Лишь один человек отважился высказать Барнсу все, о чем думали многие. Это был художник Абрам Волковиц. Знаток живописи, он несколько раз пытался попасть в Мерион, заполнял анкеты, но всякий раз безуспешно, ему отказывали в посещении.
Как-то он пришел на выставку своего друга художника Глекенса. Судьбе было угодно так распорядиться, что в это же время там находился доктор Барнс. Глекенс представил их друг другу, и Абрам, который не доходил даже до плеча Барнса, тут же перешел в наступление. Запрокинув голову вверх, чтобы лучше видеть лицо Барнса, он обвинял его в том, что тот держит сокровища живописи для себя, что он попросту издевается над настоящими любителями и ценителями живописи, не допуская их к картинам.
Ошеломленный и испуганный, Глекенс изо всех сил старался утихомирить своего отважного друга, но того было не остановить. Волковиц сказал Барнсу, что он должен открыть галерею для широкой публики, допустить туда художников, разрешить другим музеям и галереям экспонировать картины из его галереи…

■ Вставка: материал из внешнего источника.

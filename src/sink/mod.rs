//! Message sink module
//!
//! The downstream boundary of a read. The coordinator is the only caller,
//! so sinks need no internal synchronisation.

use crate::engine::Message;
use crate::error::{Error, Result};
use crate::state::StateManager;
use crate::types::{LogLevel, StreamStatus};
use async_trait::async_trait;
use serde_json::Value;
use std::io::Write;

/// Receives records, checkpoints, errors and status messages
#[async_trait]
pub trait MessageSink: Send {
    /// Accept one message
    async fn accept(&mut self, message: Message) -> Result<()>;

    /// Flush buffered output; called once when the read ends
    async fn flush(&mut self) -> Result<()> {
        Ok(())
    }
}

#[async_trait]
impl<S: MessageSink + ?Sized> MessageSink for Box<S> {
    async fn accept(&mut self, message: Message) -> Result<()> {
        (**self).accept(message).await
    }

    async fn flush(&mut self) -> Result<()> {
        (**self).flush().await
    }
}

// ============================================================================
// Collecting Sink
// ============================================================================

/// Keeps every message in memory
#[derive(Debug, Default)]
pub struct CollectingSink {
    messages: Vec<Message>,
}

impl CollectingSink {
    /// Create an empty sink
    pub fn new() -> Self {
        Self::default()
    }

    /// All messages in arrival order
    pub fn messages(&self) -> &[Message] {
        &self.messages
    }

    /// Take the collected messages
    pub fn into_messages(self) -> Vec<Message> {
        self.messages
    }

    /// Record payloads for a stream, in arrival order
    pub fn records(&self, stream: &str) -> Vec<&Value> {
        self.messages
            .iter()
            .filter_map(|m| match m {
                Message::Record(r) if r.stream == stream => Some(&r.data),
                _ => None,
            })
            .collect()
    }

    /// Checkpoints for a stream, in emission order
    pub fn states(&self, stream: &str) -> Vec<&Value> {
        self.messages
            .iter()
            .filter_map(|m| match m {
                Message::State { stream: s, data } if s == stream => Some(data),
                _ => None,
            })
            .collect()
    }

    /// Error messages for a stream
    pub fn errors(&self, stream: &str) -> Vec<&str> {
        self.messages
            .iter()
            .filter_map(|m| match m {
                Message::Error { stream: s, message } if s == stream => Some(message.as_str()),
                _ => None,
            })
            .collect()
    }

    /// Status transitions for a stream
    pub fn statuses(&self, stream: &str) -> Vec<StreamStatus> {
        self.messages
            .iter()
            .filter_map(|m| match m {
                Message::StreamStatus { stream: s, status } if s == stream => Some(*status),
                _ => None,
            })
            .collect()
    }
}

#[async_trait]
impl MessageSink for CollectingSink {
    async fn accept(&mut self, message: Message) -> Result<()> {
        self.messages.push(message);
        Ok(())
    }
}

// ============================================================================
// Writer Sink
// ============================================================================

/// Line format for `WriterSink`
#[derive(Debug, Clone, Copy, PartialEq, Eq, Default)]
pub enum LineFormat {
    /// One JSON message per line
    #[default]
    Json,
    /// Human-readable lines
    Pretty,
}

/// Writes one line per message
#[derive(Debug)]
pub struct WriterSink<W: Write + Send> {
    writer: W,
    format: LineFormat,
    min_log_level: LogLevel,
}

impl<W: Write + Send> WriterSink<W> {
    /// Create a sink writing JSON lines
    pub fn new(writer: W) -> Self {
        Self {
            writer,
            format: LineFormat::Json,
            min_log_level: LogLevel::Info,
        }
    }

    /// Set the line format
    #[must_use]
    pub fn with_format(mut self, format: LineFormat) -> Self {
        self.format = format;
        self
    }

    /// Drop log messages below this level
    #[must_use]
    pub fn with_min_log_level(mut self, level: LogLevel) -> Self {
        self.min_log_level = level;
        self
    }

    /// Get the underlying writer
    pub fn into_inner(self) -> W {
        self.writer
    }

    fn render(&self, message: &Message) -> Result<String> {
        match self.format {
            LineFormat::Json => Ok(serde_json::to_string(message)?),
            LineFormat::Pretty => Ok(match message {
                Message::Record(r) => format!("[RECORD] {} {}", r.stream, r.data),
                Message::State { stream, data } => format!("[STATE] {stream} {data}"),
                Message::Error { stream, message } => format!("[ERROR] {stream}: {message}"),
                Message::StreamStatus { stream, status } => format!("[STATUS] {stream} {status}"),
                Message::Log { level, message } => format!("[{level:?}] {message}"),
            }),
        }
    }
}

#[async_trait]
impl<W: Write + Send> MessageSink for WriterSink<W> {
    async fn accept(&mut self, message: Message) -> Result<()> {
        if let Message::Log { level, .. } = &message {
            if tracing::Level::from(*level) > tracing::Level::from(self.min_log_level) {
                return Ok(());
            }
        }
        let line = self.render(&message)?;
        writeln!(self.writer, "{line}").map_err(|e| Error::sink(format!("write failed: {e}")))
    }

    async fn flush(&mut self) -> Result<()> {
        self.writer
            .flush()
            .map_err(|e| Error::sink(format!("flush failed: {e}")))
    }
}

// ============================================================================
// State Sink
// ============================================================================

/// Records every checkpoint into a `StateManager` before forwarding it
#[derive(Debug)]
pub struct StateSink<S> {
    inner: S,
    state: StateManager,
}

impl<S: MessageSink> StateSink<S> {
    /// Wrap a sink
    pub fn new(inner: S, state: StateManager) -> Self {
        Self { inner, state }
    }

    /// The state manager checkpoints are recorded into
    pub fn state(&self) -> &StateManager {
        &self.state
    }

    /// Get the wrapped sink
    pub fn into_inner(self) -> S {
        self.inner
    }
}

#[async_trait]
impl<S: MessageSink> MessageSink for StateSink<S> {
    async fn accept(&mut self, message: Message) -> Result<()> {
        if let Message::State { stream, data } = &message {
            self.state.set_checkpoint(stream, data.clone()).await?;
        }
        self.inner.accept(message).await
    }

    async fn flush(&mut self) -> Result<()> {
        self.inner.flush().await?;
        self.state.checkpoint().await
    }
}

Волковиц говорил долго, горячо, пылая благородным негодованием. Люди останавливались и слушали пламенные высказывания художника. Постепенно вокруг Барнса и Волковица образовался круг молчаливых слушателей. Ну, а что Барнс? Он, который мог одним движением руки, язвительным замечанием заставить замолчать смельчака, молча выслушал обвинительную речь художника, резко повернулся и пошел прочь в сопровождении своей свиты.
На следующий день Волковиц получил приглашение посетить галерею. Его принял сам доктор Барнс, показал коллекцию и впоследствии Абрам Волковиц несколько раз посещал Barnes Foundation, где ему оказывали самый теплый прием.
Фонд доктора Альберта Барнса из частной картинной галереи с течением времени вырос в мощную организацию, где проводились занятия, работали преподаватели, занимались студенты. Кроме того, постоянных забот требовал огромный парк с экзотическими растениями, не говоря уже о самом доме, картинной галерее, обширной бухгалтерии и переписке.
Однако этот сложный механизм с переплетениями человеческих взаимоотношений работал безукоризненно. Во всем чувствовалась железная рука, направляющая жизнь Фонда в нужное русло. Безусловно, сам доктор даже с преданными помощниками не был бы в состоянии так умело вести дела. Кто-то был за его спиной, некий «серый кардинал» вел этот могучий корабль по определенному курсу. Кто же был этим невидимым капитаном? Попытаемся разобраться в еще одной загадке доктора Альберта Барнса.
ШЕРШЕ ЛЯ ФАМ
Даже имя этой загадочной необыкновенной женщины звучало романтично: Виолетт де Мезиа. Увы, узнать какие-либо подробности ее биографии удалось лишь в некрологе, который был напечатан после ее кончины в крупнейшей филадельфийской газете The Philadelphia Inquirer.